It’s been a while since I posted about interesting and often archaic words that contribute to a fuller, richer vocabulary. Even though it’s been less than a year since that orange POS somehow took power, this country has turned into a shitshow of one horrible event after another and that seems to eclipse any sense of normalcy.
Anyway…here’s one that’s quirky and will hopefully take our minds off this ugly reality for a minute or two.
Quiddity is such a great word: it’s the essence or unique nature that makes something the kind of thing it is and makes it different from any other.
Vague and not vague at the same time — I can sort of comprehend it only if I don’t allow my brain to delve too deeply into the intricacies of the meaning because then it becomes overwhelming and my mind takes off onto strange and faraway little tributaries. Sometimes it’s best not to overthink things.
From Shakespeare’s Hamlet, “Where be his quiddities now…?
To me: “Her passion for Leon Russell’s music is as much a quiddity as her curly hair.”
More examples:
“Many people share the quiddity of dipping their fries into their milkshakes.” which is a waste of a good milkshake and a good french fry.
“For there is no knowledge of things insofar as they are external in effect, but insofar as their nature and quiddity is grasped by the mind.“
When a politician avoids answering a question while pretending to answer it, he often does it using quiddity, or by bringing up irrelevant and distracting points.

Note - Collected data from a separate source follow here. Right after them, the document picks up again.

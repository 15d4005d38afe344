//! Token endpoint grants
//!
//! Handles the three token endpoint interactions the broker performs:
//! 1. Authorization code exchange (login callback)
//! 2. Refresh token redemption (silent refresh)
//! 3. On-behalf-of exchange (downstream resource tokens)
//!
//! All three POST a form to the tenant's token endpoint as a confidential
//! client. Error responses are parsed into `ProviderErrorBody` so callers can
//! branch on structured error codes instead of message text.

use std::fmt;

use serde::{Deserialize, Serialize};
use tracing::{debug, warn};

use crate::endpoints::{CONSENT_REQUIRED_CODE, ClientApp, RESERVED_SCOPES};
use crate::error::{Error, Result};

const GRANT_AUTHORIZATION_CODE: &str = "authorization_code";
const GRANT_REFRESH_TOKEN: &str = "refresh_token";
const GRANT_JWT_BEARER: &str = "urn:ietf:params:oauth:grant-type:jwt-bearer";

/// Successful token endpoint response.
///
/// `expires_in` is a delta in seconds from the response time. Callers convert
/// it to an absolute epoch timestamp when caching the access token.
#[derive(Clone, Deserialize, Serialize)]
pub struct TokenResponse {
    pub access_token: String,
    #[serde(default)]
    pub id_token: Option<String>,
    #[serde(default)]
    pub refresh_token: Option<String>,
    pub expires_in: u64,
    #[serde(default)]
    pub ext_expires_in: Option<u64>,
    /// Space-separated scopes actually granted
    #[serde(default)]
    pub scope: Option<String>,
    #[serde(default)]
    pub token_type: Option<String>,
}

impl fmt::Debug for TokenResponse {
    fn fmt(&self, f: &mut fmt::Formatter<'_>) -> fmt::Result {
        f.debug_struct("TokenResponse")
            .field("has_id_token", &self.id_token.is_some())
            .field("has_refresh_token", &self.refresh_token.is_some())
            .field("expires_in", &self.expires_in)
            .field("scope", &self.scope)
            .finish()
    }
}

/// Error document returned by the token endpoint on a non-2xx response.
#[derive(Debug, Clone, Default, PartialEq, Eq, Deserialize, Serialize)]
pub struct ProviderErrorBody {
    pub error: String,
    #[serde(default)]
    pub error_description: Option<String>,
    #[serde(default)]
    pub error_codes: Vec<u32>,
    #[serde(default)]
    pub suberror: Option<String>,
    #[serde(default)]
    pub correlation_id: Option<String>,
}

impl ProviderErrorBody {
    /// Parse an error response body. Non-JSON bodies are kept as the description.
    pub fn parse(status: u16, text: &str) -> Self {
        serde_json::from_str(text).unwrap_or_else(|_| Self {
            error: format!("http_{status}"),
            error_description: Some(text.to_string()),
            ..Default::default()
        })
    }

    /// Numeric code leading the description, e.g. `65001` for `"AADSTS65001: ..."`.
    pub fn description_code(&self) -> Option<u32> {
        self.error_description
            .as_deref()?
            .split(':')
            .next()?
            .trim()
            .strip_prefix("AADSTS")?
            .parse()
            .ok()
    }

    /// Whether the provider reported `code`, either in `error_codes` or as the
    /// description's leading code.
    pub fn has_code(&self, code: u32) -> bool {
        self.error_codes.contains(&code) || self.description_code() == Some(code)
    }

    pub fn is_consent_required(&self) -> bool {
        self.has_code(CONSENT_REQUIRED_CODE) || self.suberror.as_deref() == Some("consent_required")
    }

    pub fn is_invalid_grant(&self) -> bool {
        self.error == "invalid_grant"
    }
}

impl fmt::Display for ProviderErrorBody {
    fn fmt(&self, f: &mut fmt::Formatter<'_>) -> fmt::Result {
        match &self.error_description {
            Some(description) => write!(f, "{}: {}", self.error, description),
            None => write!(f, "{}", self.error),
        }
    }
}

/// Join `scopes` into a space-separated `scope` parameter, optionally adding
/// the reserved OpenID scopes. Duplicates are dropped, order is kept.
pub fn scope_param(scopes: &[String], with_reserved: bool) -> String {
    let mut out: Vec<&str> = Vec::new();
    let reserved: &[&str] = if with_reserved { RESERVED_SCOPES } else { &[] };
    for scope in scopes.iter().map(String::as_str).chain(reserved.iter().copied()) {
        if !scope.is_empty() && !out.contains(&scope) {
            out.push(scope);
        }
    }
    out.join(" ")
}

/// Token endpoint client for one confidential client registration.
#[derive(Clone)]
pub struct TokenClient {
    http: reqwest::Client,
    app: ClientApp,
}

impl TokenClient {
    pub fn new(http: reqwest::Client, app: ClientApp) -> Self {
        Self { http, app }
    }

    pub fn app(&self) -> &ClientApp {
        &self.app
    }

    /// Redeem an authorization code (login callback).
    ///
    /// `verifier` is the PKCE code verifier generated when the login URL was
    /// built; the provider checks it against the challenge it saw then.
    pub async fn exchange_code(
        &self,
        code: &str,
        verifier: &str,
        scopes: &[String],
    ) -> Result<TokenResponse> {
        let scope = scope_param(scopes, true);
        self.post_form(
            GRANT_AUTHORIZATION_CODE,
            &[
                ("code", code),
                ("code_verifier", verifier),
                ("redirect_uri", self.app.redirect_uri.as_str()),
                ("scope", scope.as_str()),
            ],
        )
        .await
    }

    /// Redeem a refresh token for a new access/ID token pair.
    pub async fn refresh(&self, refresh_token: &str, scopes: &[String]) -> Result<TokenResponse> {
        let scope = scope_param(scopes, true);
        self.post_form(
            GRANT_REFRESH_TOKEN,
            &[("refresh_token", refresh_token), ("scope", scope.as_str())],
        )
        .await
    }

    /// Exchange the user's access token for one scoped to a downstream resource.
    pub async fn on_behalf_of(&self, assertion: &str, scopes: &[String]) -> Result<TokenResponse> {
        let scope = scope_param(scopes, false);
        self.post_form(
            GRANT_JWT_BEARER,
            &[
                ("assertion", assertion),
                ("requested_token_use", "on_behalf_of"),
                ("scope", scope.as_str()),
            ],
        )
        .await
    }

    async fn post_form(&self, grant_type: &str, params: &[(&str, &str)]) -> Result<TokenResponse> {
        let mut form: Vec<(&str, &str)> = vec![
            ("grant_type", grant_type),
            ("client_id", self.app.client_id.as_str()),
            ("client_secret", self.app.client_secret.expose().as_str()),
        ];
        form.extend_from_slice(params);

        debug!(grant_type, endpoint = %self.app.endpoints.token, "calling token endpoint");
        let response = self
            .http
            .post(&self.app.endpoints.token)
            .form(&form)
            .send()
            .await
            .map_err(|e| Error::Http(format!("token request failed: {e}")))?;

        let status = response.status();
        if !status.is_success() {
            let text = response
                .text()
                .await
                .unwrap_or_else(|_| String::from("<no body>"));
            let body = ProviderErrorBody::parse(status.as_u16(), &text);
            warn!(
                grant_type,
                status = status.as_u16(),
                error = %body.error,
                codes = ?body.error_codes,
                "token endpoint rejected request"
            );
            return Err(Error::Provider {
                status: status.as_u16(),
                body,
            });
        }

        response
            .json::<TokenResponse>()
            .await
            .map_err(|e| Error::InvalidResponse(e.to_string()))
    }
}

#[cfg(test)]
mod tests {
    use super::*;
    use crate::endpoints::ProviderEndpoints;
    use axum::Router;
    use axum::extract::Form;
    use axum::http::StatusCode;
    use axum::routing::post;
    use common::Secret;
    use std::collections::HashMap;
    use std::sync::{Arc, Mutex};
    use tokio::net::TcpListener;

    type Captured = Arc<Mutex<Vec<HashMap<String, String>>>>;

    /// Token endpoint double: records forms, answers with `status` + `body`.
    async fn start_token_server(status: StatusCode, body: serde_json::Value) -> (String, Captured) {
        let captured: Captured = Arc::new(Mutex::new(Vec::new()));
        let sink = captured.clone();
        let app = Router::new().route(
            "/t1/oauth2/v2.0/token",
            post(move |Form(form): Form<HashMap<String, String>>| {
                let sink = sink.clone();
                let body = body.clone();
                async move {
                    sink.lock().unwrap().push(form);
                    (status, axum::Json(body))
                }
            }),
        );
        let listener = TcpListener::bind("127.0.0.1:0").await.unwrap();
        let addr = listener.local_addr().unwrap();
        tokio::spawn(async move {
            axum::serve(listener, app).await.unwrap();
        });
        (format!("http://{addr}"), captured)
    }

    fn client(host: &str) -> TokenClient {
        TokenClient::new(
            reqwest::Client::new(),
            ClientApp {
                client_id: "client-1".into(),
                client_secret: Secret::from("s3cret"),
                redirect_uri: "http://localhost:8000/auth/callback".into(),
                api_audience: "client-1".into(),
                endpoints: ProviderEndpoints::for_tenant(host, "t1"),
            },
        )
    }

    fn ok_body() -> serde_json::Value {
        serde_json::json!({
            "token_type": "Bearer",
            "access_token": "at_new",
            "id_token": "idt_new",
            "refresh_token": "rt_new",
            "expires_in": 3599,
            "scope": "User.Read openid profile"
        })
    }

    #[test]
    fn token_response_deserializes_minimal() {
        let json = r#"{"access_token":"at_abc","expires_in":3600}"#;
        let token: TokenResponse = serde_json::from_str(json).unwrap();
        assert_eq!(token.access_token, "at_abc");
        assert!(token.refresh_token.is_none());
        assert!(token.id_token.is_none());
    }

    #[test]
    fn token_response_debug_hides_secrets() {
        let token: TokenResponse = serde_json::from_value(ok_body()).unwrap();
        let debug = format!("{token:?}");
        assert!(!debug.contains("at_new"), "got: {debug}");
        assert!(!debug.contains("rt_new"), "got: {debug}");
    }

    #[test]
    fn consent_detected_from_error_codes() {
        let body = ProviderErrorBody::parse(
            400,
            r#"{"error":"invalid_grant","error_description":"AADSTS65001: The user or administrator has not consented","error_codes":[65001],"suberror":"consent_required"}"#,
        );
        assert!(body.is_consent_required());
        assert!(body.is_invalid_grant());
    }

    #[test]
    fn consent_detected_from_description_code_alone() {
        let body = ProviderErrorBody {
            error: "invalid_grant".into(),
            error_description: Some("AADSTS65001: consent missing".into()),
            ..Default::default()
        };
        assert_eq!(body.description_code(), Some(65001));
        assert!(body.is_consent_required());
    }

    #[test]
    fn code_mentioned_mid_description_is_not_consent() {
        // Only the leading code counts; a later mention is not a match.
        let body = ProviderErrorBody {
            error: "invalid_request".into(),
            error_description: Some("AADSTS50013: see also AADSTS65001".into()),
            ..Default::default()
        };
        assert_eq!(body.description_code(), Some(50013));
        assert!(!body.is_consent_required());
    }

    #[test]
    fn non_json_error_body_is_preserved() {
        let body = ProviderErrorBody::parse(502, "<html>bad gateway</html>");
        assert_eq!(body.error, "http_502");
        assert_eq!(body.error_description.as_deref(), Some("<html>bad gateway</html>"));
    }

    #[test]
    fn scope_param_adds_reserved_once() {
        let scopes = vec!["User.Read".to_string(), "openid".to_string()];
        assert_eq!(scope_param(&scopes, true), "User.Read openid profile offline_access");
        assert_eq!(scope_param(&scopes, false), "User.Read openid");
    }

    #[tokio::test]
    async fn on_behalf_of_posts_jwt_bearer_grant() {
        let (host, captured) = start_token_server(StatusCode::OK, ok_body()).await;
        let response = client(&host)
            .on_behalf_of("user-assertion", &["User.Read".to_string()])
            .await
            .unwrap();
        assert_eq!(response.access_token, "at_new");

        let forms = captured.lock().unwrap();
        let form = &forms[0];
        assert_eq!(form["grant_type"], GRANT_JWT_BEARER);
        assert_eq!(form["requested_token_use"], "on_behalf_of");
        assert_eq!(form["assertion"], "user-assertion");
        assert_eq!(form["scope"], "User.Read");
        assert_eq!(form["client_id"], "client-1");
        assert_eq!(form["client_secret"], "s3cret");
    }

    #[tokio::test]
    async fn refresh_posts_refresh_grant_with_reserved_scopes() {
        let (host, captured) = start_token_server(StatusCode::OK, ok_body()).await;
        client(&host)
            .refresh("rt_old", &["api://app/access".to_string()])
            .await
            .unwrap();

        let forms = captured.lock().unwrap();
        assert_eq!(forms[0]["grant_type"], "refresh_token");
        assert_eq!(forms[0]["refresh_token"], "rt_old");
        assert_eq!(forms[0]["scope"], "api://app/access openid profile offline_access");
    }

    #[tokio::test]
    async fn exchange_code_sends_verifier_and_redirect() {
        let (host, captured) = start_token_server(StatusCode::OK, ok_body()).await;
        client(&host)
            .exchange_code("auth-code", "pkce-verifier", &["email".to_string()])
            .await
            .unwrap();

        let forms = captured.lock().unwrap();
        assert_eq!(forms[0]["grant_type"], "authorization_code");
        assert_eq!(forms[0]["code"], "auth-code");
        assert_eq!(forms[0]["code_verifier"], "pkce-verifier");
        assert_eq!(forms[0]["redirect_uri"], "http://localhost:8000/auth/callback");
    }

    #[tokio::test]
    async fn provider_error_is_structured() {
        let (host, _) = start_token_server(
            StatusCode::BAD_REQUEST,
            serde_json::json!({
                "error": "invalid_grant",
                "error_description": "AADSTS65001: The user or administrator has not consented to use the application",
                "error_codes": [65001],
                "suberror": "consent_required"
            }),
        )
        .await;

        let err = client(&host)
            .on_behalf_of("assertion", &["User.Read".to_string()])
            .await
            .unwrap_err();
        assert!(err.is_consent_required(), "got: {err}");
        match err {
            Error::Provider { status, .. } => assert_eq!(status, 400),
            other => panic!("expected provider error, got {other:?}"),
        }
    }

    #[tokio::test]
    async fn unreachable_endpoint_is_http_error() {
        let err = client("http://127.0.0.1:1")
            .refresh("rt", &[])
            .await
            .unwrap_err();
        assert!(matches!(err, Error::Http(_)), "got: {err:?}");
    }
}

Quiddity is a usefully sneaky tool if you want to evade an argument or question, and it’s often used by people like lawyers in court and teenagers angling for later curfews.
The noun quiddity has a philosophical meaning too, “the essential nature of something,” or the unique thing that makes it what it is. The Medieval Latin root, quidditas, translates literally as “whatness.”
I think we all need to incorporate quiddity into our daily language, written and verbal, don’t you?